- WHAT THE EXERCISE ASKS -
Determine the number of lines of the records below that include "STANDARD". Respond with the number and no other text.

- STORED DATA -
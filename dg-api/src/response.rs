//! Device response types.
//!
//! Replies arrive as the `data` of a `{type, data}` frame. Most carry a
//! `success` flag and an optional `error`; failures are turned into
//! `DgError::Peer` before these types are decoded, so a decoded value is
//! always a successful reply.

use base64::engine::general_purpose::STANDARD;
use base64::Engine;
use serde::{Deserialize, Serialize};

use dg_core::error::{DgError, DgResult};

/// Plain acknowledgement.
#[derive(Debug, Clone, Default, PartialEq, Serialize, Deserialize)]
pub struct Ack {
    /// Absent on broadcast copies of a reply; treated as success.
    #[serde(default = "default_true")]
    pub success: bool,
    #[serde(default)]
    pub message: Option<String>,
}

fn default_true() -> bool {
    true
}

/// One enrolled user.
#[derive(Debug, Clone, PartialEq, Serialize, Deserialize)]
pub struct UserEntry {
    pub name: String,
    #[serde(default)]
    pub authorized: Option<bool>,
    /// Base64 JPEG thumbnail, possibly as a data URL.
    #[serde(default)]
    pub photo: Option<String>,
}

impl UserEntry {
    /// Decoded photo bytes, if the device sent one.
    pub fn photo_bytes(&self) -> DgResult<Option<Vec<u8>>> {
        self.photo.as_deref().map(decode_image).transpose()
    }
}

/// Reply to `get_users`.
#[derive(Debug, Clone, Default, PartialEq, Serialize, Deserialize)]
pub struct UsersList {
    #[serde(default)]
    pub users: Vec<UserEntry>,
}

impl UsersList {
    pub fn find(&self, name: &str) -> Option<&UserEntry> {
        self.users.iter().find(|u| u.name == name)
    }

    pub fn authorized_count(&self) -> usize {
        self.users.iter().filter(|u| u.authorized == Some(true)).count()
    }
}

/// One recognition logged by the device.
#[derive(Debug, Clone, PartialEq, Serialize, Deserialize)]
pub struct AccessRecord {
    pub name: String,
    #[serde(default)]
    pub timestamp: Option<String>,
    #[serde(default)]
    pub is_authorized: bool,
    #[serde(default)]
    pub confidence: Option<f64>,
}

/// Reply to `get_access_history`.
#[derive(Debug, Clone, Default, PartialEq, Serialize, Deserialize)]
pub struct AccessHistory {
    #[serde(default)]
    pub history: Vec<AccessRecord>,
}

impl AccessHistory {
    /// Records of recognitions that were not authorized.
    pub fn denied(&self) -> impl Iterator<Item = &AccessRecord> {
        self.history.iter().filter(|r| !r.is_authorized)
    }
}

/// Reply to `capture_webcam_photo`.
#[derive(Debug, Clone, PartialEq, Serialize, Deserialize)]
pub struct CaptureResult {
    #[serde(default = "default_true")]
    pub success: bool,
    /// `data:image/jpeg;base64,...`
    #[serde(default)]
    pub image: Option<String>,
}

impl CaptureResult {
    /// Decoded JPEG bytes.
    pub fn jpeg_bytes(&self) -> DgResult<Vec<u8>> {
        let image = self
            .image
            .as_deref()
            .ok_or_else(|| DgError::Protocol("capture reply has no image".into()))?;
        decode_image(image)
    }
}

/// How consistent the captured enrollment samples were.
#[derive(Debug, Clone, PartialEq, Serialize, Deserialize)]
pub struct EncodingQuality {
    pub avg_distance: f64,
    pub max_distance: f64,
}

/// Reply to `add_user_from_webcam`.
#[derive(Debug, Clone, PartialEq, Serialize, Deserialize)]
pub struct EnrollmentResult {
    #[serde(default = "default_true")]
    pub success: bool,
    #[serde(default)]
    pub message: Option<String>,
    #[serde(default)]
    pub photos_captured: Option<u32>,
    #[serde(default)]
    pub encoding_quality: Option<EncodingQuality>,
}

/// Camera and recognition tuning. Unset fields are left unchanged.
#[derive(Debug, Clone, Default, PartialEq, Serialize, Deserialize)]
pub struct PerformanceSettings {
    /// Frames per second. The device stores and echoes this as a float.
    #[serde(default, skip_serializing_if = "Option::is_none")]
    pub target_fps: Option<f64>,
    /// Run recognition on every Nth frame.
    #[serde(default, skip_serializing_if = "Option::is_none")]
    pub recognition_interval: Option<u32>,
    #[serde(default, skip_serializing_if = "Option::is_none")]
    pub jpeg_quality: Option<u8>,
    #[serde(default, skip_serializing_if = "Option::is_none")]
    pub max_width: Option<u32>,
    #[serde(default, skip_serializing_if = "Option::is_none")]
    pub adaptive_quality: Option<bool>,
}

impl PerformanceSettings {
    pub fn is_empty(&self) -> bool {
        *self == Self::default()
    }
}

/// Reply to `update_performance_settings`, echoing the applied settings.
#[derive(Debug, Clone, PartialEq, Serialize, Deserialize)]
pub struct PerformanceSettingsAck {
    #[serde(default = "default_true")]
    pub success: bool,
    #[serde(default)]
    pub settings: Option<PerformanceSettings>,
}

/// Lock behaviour. Unset fields are left unchanged.
#[derive(Debug, Clone, Default, PartialEq, Serialize, Deserialize)]
pub struct DoorConfig {
    /// Unlock automatically on an authorized recognition.
    #[serde(default, skip_serializing_if = "Option::is_none")]
    pub auto_unlock: Option<bool>,
    /// Minimum confidence for an automatic unlock, 0.0 to 1.0.
    #[serde(default, skip_serializing_if = "Option::is_none")]
    pub unlock_confidence: Option<f64>,
    /// Seconds the door stays unlocked.
    #[serde(default, skip_serializing_if = "Option::is_none")]
    pub lock_duration: Option<u64>,
}

impl DoorConfig {
    pub fn is_empty(&self) -> bool {
        *self == Self::default()
    }
}

/// Decode a base64 image, with or without a `data:` URL prefix.
pub fn decode_image(data: &str) -> DgResult<Vec<u8>> {
    let encoded = match data.split_once(',') {
        Some((prefix, rest)) if prefix.starts_with("data:") => rest,
        _ => data,
    };
    STANDARD
        .decode(encoded.trim())
        .map_err(|e| DgError::Protocol(format!("invalid base64 image: {e}")))
}

/// Encode JPEG bytes as the data URL the device expects for enrollment.
pub fn encode_jpeg(bytes: &[u8]) -> String {
    format!("data:image/jpeg;base64,{}", STANDARD.encode(bytes))
}

#[cfg(test)]
mod tests {
    use super::*;
    use serde_json::json;

    #[test]
    fn test_users_list_deserialization() {
        let list: UsersList = serde_json::from_value(json!({
            "users": [
                {"name": "alice", "authorized": true, "photo": "data:image/jpeg;base64,/9j/"},
                {"name": "bob", "authorized": false, "photo": null}
            ]
        }))
        .unwrap();
        assert_eq!(list.users.len(), 2);
        assert_eq!(list.authorized_count(), 1);
        assert!(list.find("bob").unwrap().photo.is_none());
        assert!(list.find("carol").is_none());
    }

    #[test]
    fn test_access_history_deserialization() {
        let history: AccessHistory = serde_json::from_value(json!({
            "history": [
                {"name": "alice", "timestamp": "2024-05-01T08:00:00", "is_authorized": true, "confidence": 0.71},
                {"name": "Unknown", "timestamp": "2024-05-01T08:05:00", "is_authorized": false, "confidence": 0.0}
            ]
        }))
        .unwrap();
        assert_eq!(history.history.len(), 2);
        assert_eq!(history.denied().count(), 1);
    }

    #[test]
    fn test_ack_without_success_is_success() {
        let ack: Ack = serde_json::from_value(json!({"name": "alice", "authorized": true})).unwrap();
        assert!(ack.success);
    }

    #[test]
    fn test_image_round_trip_through_data_url() {
        let bytes = vec![0xff, 0xd8, 0xff, 0xe0, 0x00, 0x10];
        let url = encode_jpeg(&bytes);
        assert!(url.starts_with("data:image/jpeg;base64,"));
        assert_eq!(decode_image(&url).unwrap(), bytes);
    }

    #[test]
    fn test_decode_bare_base64() {
        assert_eq!(decode_image("aGk=").unwrap(), b"hi");
        assert!(matches!(decode_image("%%%"), Err(DgError::Protocol(_))));
    }

    #[test]
    fn test_capture_without_image_is_protocol_error() {
        let capture = CaptureResult { success: true, image: None };
        assert!(matches!(capture.jpeg_bytes(), Err(DgError::Protocol(_))));
    }

    #[test]
    fn test_settings_serialize_only_set_fields() {
        let settings = PerformanceSettings {
            target_fps: Some(15.0),
            adaptive_quality: Some(false),
            ..Default::default()
        };
        assert_eq!(
            serde_json::to_value(&settings).unwrap(),
            json!({"target_fps": 15.0, "adaptive_quality": false})
        );
        assert!(PerformanceSettings::default().is_empty());
    }

    #[test]
    fn test_settings_ack_accepts_device_echo() {
        let ack: PerformanceSettingsAck = serde_json::from_value(json!({
            "success": true,
            "settings": {
                "target_fps": 15.0,
                "recognition_interval": 20,
                "jpeg_quality": 60,
                "max_width": 320,
                "adaptive_quality": true
            }
        }))
        .unwrap();
        let settings = ack.settings.unwrap();
        assert_eq!(settings.target_fps, Some(15.0));
        assert_eq!(settings.max_width, Some(320));

        // Before any update the device reports its integer default.
        let defaults: PerformanceSettings =
            serde_json::from_value(json!({"target_fps": 10, "jpeg_quality": 60})).unwrap();
        assert_eq!(defaults.target_fps, Some(10.0));
    }

    #[test]
    fn test_enrollment_result() {
        let result: EnrollmentResult = serde_json::from_value(json!({
            "success": true,
            "message": "User bob added with 5 photos",
            "photos_captured": 5,
            "encoding_quality": {"avg_distance": 0.21, "max_distance": 0.34}
        }))
        .unwrap();
        assert_eq!(result.photos_captured, Some(5));
        assert!(result.encoding_quality.unwrap().max_distance < 0.6);
    }
}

- OUTPUT FOR THIS TASK -
3